I got out of the shower nude, not even bothering to put on something. I threw on a boxer and plopped down on the couch with a towel around my neck. I picked up the phone and searched for the numeber I was looking for, as I waited hearing that dull beeping noise. I lit another lucky hoping for it to calm me down. I heard he picked up mumling something groggily. "Dude, I hope you know you are calling me at 2 AM. And it is school tomorrow, so why aren't you sleeping?" It was silent for a second before I dared to speak. "She hit me" it came out hoarse and through clenched teeth. I could hear his concern "please tell me you didn't hit her, tell me you didn't hit anyone" I was glad Shika always answered the phone when I called, even if he was sleeping. "I hit the wall. And by the way, we need to fix the hole in the wall" he laughed nervously trying to get my mood up "so I take it the breakup didn't go so well?" I snorted, his sense of humor had always been weird. "I guess you can say that. But what the hell, atleast I did it. It will be hell going to school tomorrow though" he sounded sleepy, but answered "I'm always here you know, now we are both single. Like in the old days" I laughed at that "yeah".

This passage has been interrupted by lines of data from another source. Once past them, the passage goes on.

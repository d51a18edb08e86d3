//! Core identity types and configuration for the lockhint workspace.
//!
//! This crate is intentionally small: it defines the newtypes shared by the
//! hint tables, the acquisition shim, and the scheduling policy, plus the
//! tunable configuration those components consume.

pub mod config;

pub use config::{HintConfig, SliceConfig};

use std::fmt;

use serde::{Deserialize, Serialize};

// ---------------------------------------------------------------------------
// ThreadId
// ---------------------------------------------------------------------------

/// Kernel thread id of an application thread.
///
/// Used to index the waiter and critical-section tables (`tid mod slots`).
/// Distinct tids may alias the same slot; consumers validate the stored tid
/// before trusting a slot.
#[derive(Debug, Clone, Copy, PartialEq, Eq, Hash, Serialize, Deserialize)]
pub struct ThreadId(u32);

impl ThreadId {
    /// Wrap a raw tid.
    #[inline]
    #[must_use]
    pub const fn new(raw: u32) -> Self {
        Self(raw)
    }

    /// The raw tid value.
    #[inline]
    #[must_use]
    pub const fn get(self) -> u32 {
        self.0
    }
}

impl fmt::Display for ThreadId {
    fn fmt(&self, f: &mut fmt::Formatter<'_>) -> fmt::Result {
        write!(f, "tid:{}", self.0)
    }
}

// ---------------------------------------------------------------------------
// CpuId
// ---------------------------------------------------------------------------

/// A logical CPU number, or the "unknown" sentinel.
///
/// `-1` means "no CPU resolved"; hint consumers fall back to their default
/// placement when they see it.
#[derive(Debug, Clone, Copy, PartialEq, Eq, Hash, Serialize, Deserialize)]
pub struct CpuId(i32);

impl CpuId {
    /// Sentinel for "no CPU known".
    pub const NONE: Self = Self(-1);

    /// Wrap a raw CPU number (negative values collapse to [`CpuId::NONE`]).
    #[inline]
    #[must_use]
    pub const fn new(raw: i32) -> Self {
        if raw < 0 { Self::NONE } else { Self(raw) }
    }

    /// The raw value (`-1` for [`CpuId::NONE`]).
    #[inline]
    #[must_use]
    pub const fn get(self) -> i32 {
        self.0
    }

    /// Whether this id names a real CPU.
    #[inline]
    #[must_use]
    pub const fn is_some(self) -> bool {
        self.0 >= 0
    }

    /// Whether this id is a valid CPU on a machine with `nr_cpus` CPUs.
    #[inline]
    #[must_use]
    pub fn in_range(self, nr_cpus: u32) -> bool {
        self.0 >= 0 && (self.0 as u32) < nr_cpus
    }
}

impl fmt::Display for CpuId {
    fn fmt(&self, f: &mut fmt::Formatter<'_>) -> fmt::Result {
        if self.is_some() {
            write!(f, "cpu:{}", self.0)
        } else {
            f.write_str("cpu:?")
        }
    }
}

// ---------------------------------------------------------------------------
// LockId
// ---------------------------------------------------------------------------

/// Identity of a mutual-exclusion primitive: the address of the wrapped
/// primitive, used as the hash key for the hint tables.
///
/// Lock ids are compared only through their salted hash/tag projection, so
/// address reuse after a lock is destroyed is tolerated (a stale entry is
/// overwritten on the next acquisition that collides with it).
#[derive(Debug, Clone, Copy, PartialEq, Eq, Hash, Serialize, Deserialize)]
pub struct LockId(u64);

impl LockId {
    /// Wrap a raw lock identity.
    #[inline]
    #[must_use]
    pub const fn new(raw: u64) -> Self {
        Self(raw)
    }

    /// Identity of a primitive given by reference.
    #[inline]
    #[must_use]
    pub fn of<T: ?Sized>(primitive: &T) -> Self {
        Self(std::ptr::from_ref(primitive).cast::<u8>() as u64)
    }

    /// The raw identity value.
    #[inline]
    #[must_use]
    pub const fn get(self) -> u64 {
        self.0
    }
}

impl fmt::Display for LockId {
    fn fmt(&self, f: &mut fmt::Formatter<'_>) -> fmt::Result {
        write!(f, "lock:{:#x}", self.0)
    }
}

// ---------------------------------------------------------------------------
// ProcessGroupId
// ---------------------------------------------------------------------------

/// Process-group identity used for admission control.
///
/// `0` is reserved as the empty sentinel in the allowed set and is never a
/// valid member.
#[derive(Debug, Clone, Copy, PartialEq, Eq, Hash, Serialize, Deserialize)]
pub struct ProcessGroupId(u32);

impl ProcessGroupId {
    /// Wrap a raw process-group id.
    #[inline]
    #[must_use]
    pub const fn new(raw: u32) -> Self {
        Self(raw)
    }

    /// The raw value.
    #[inline]
    #[must_use]
    pub const fn get(self) -> u32 {
        self.0
    }
}

impl fmt::Display for ProcessGroupId {
    fn fmt(&self, f: &mut fmt::Formatter<'_>) -> fmt::Result {
        write!(f, "pgid:{}", self.0)
    }
}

He had started to mumble something groggily "and while I remember, your mother have been calling me non stop the last five hours. So in the end I picked up the phone". There was a silent pause before he continued "she told me that you can come home now and that she sat some cash in your bankaccount" there was another silent pause, since I wasn't answearing him. "You know, you should atleast let her have your number. Or let her know where you live. I think she means it this time Kiba. She seemed upset" there wasn't another silent pause; instead you could hear the sound of a wall being punched. I picked the phone up and put it to my ear "we really need to get something done with that wall, ya'know. Anyway, don't mention that old hag in my presence. I've told you before, I never want to talk to her again" He coughed nervously "Kiba it's been two years, I think she misses you" it was silent; no one said anything for a minute. I guessed Shika gave up on the subject when he sighed. "Anyway, is there something else on your mind? A certain blondie, that haven't punched you yet I mean" I could hear him laughing of his own joke "you will never be funny, you know that?" I was glad he couldn't see me, only Shika mentioning Naruto made me smile like a madman. "And you're an ass, we all know this. It's been a week at school and you don't even dare to talk to him. I know you better than your dog missy, I know you like that little blue eyed dwarf" he was absolutly right, I liked the guy. I didn't even know him, but just him saying a simple 'hi' or seeing him have a cute look on his face made me smile like crazy. I was positive he was starting to think I was one. "I want to punch you but I can't, since we're on the phone and such" he laughed at that "I take that as yes of you liking this Naruto" I grunted annoyed, he knew me too well. "Fuck you" I tried to seem scary but it only came out dull. "No thank you bro. Anyway we have to do something with this certain dwarf you have the hotts for. I may even set you up, when I get to bored of you turning stalker on him" My mouth was agape "you wouldn't dare Nara" his voice turned serious "oh, just try me Inuzuka".
A/N: I hope this chapter wasn't boring or just plain crap, but I feel it was important. I'll gladly recive some constructive criticism, I need help to get better. I hope next chapter will be more interesting, I'm thinking of posting it tonight.
I hope you guys like it, thank you so much for reading!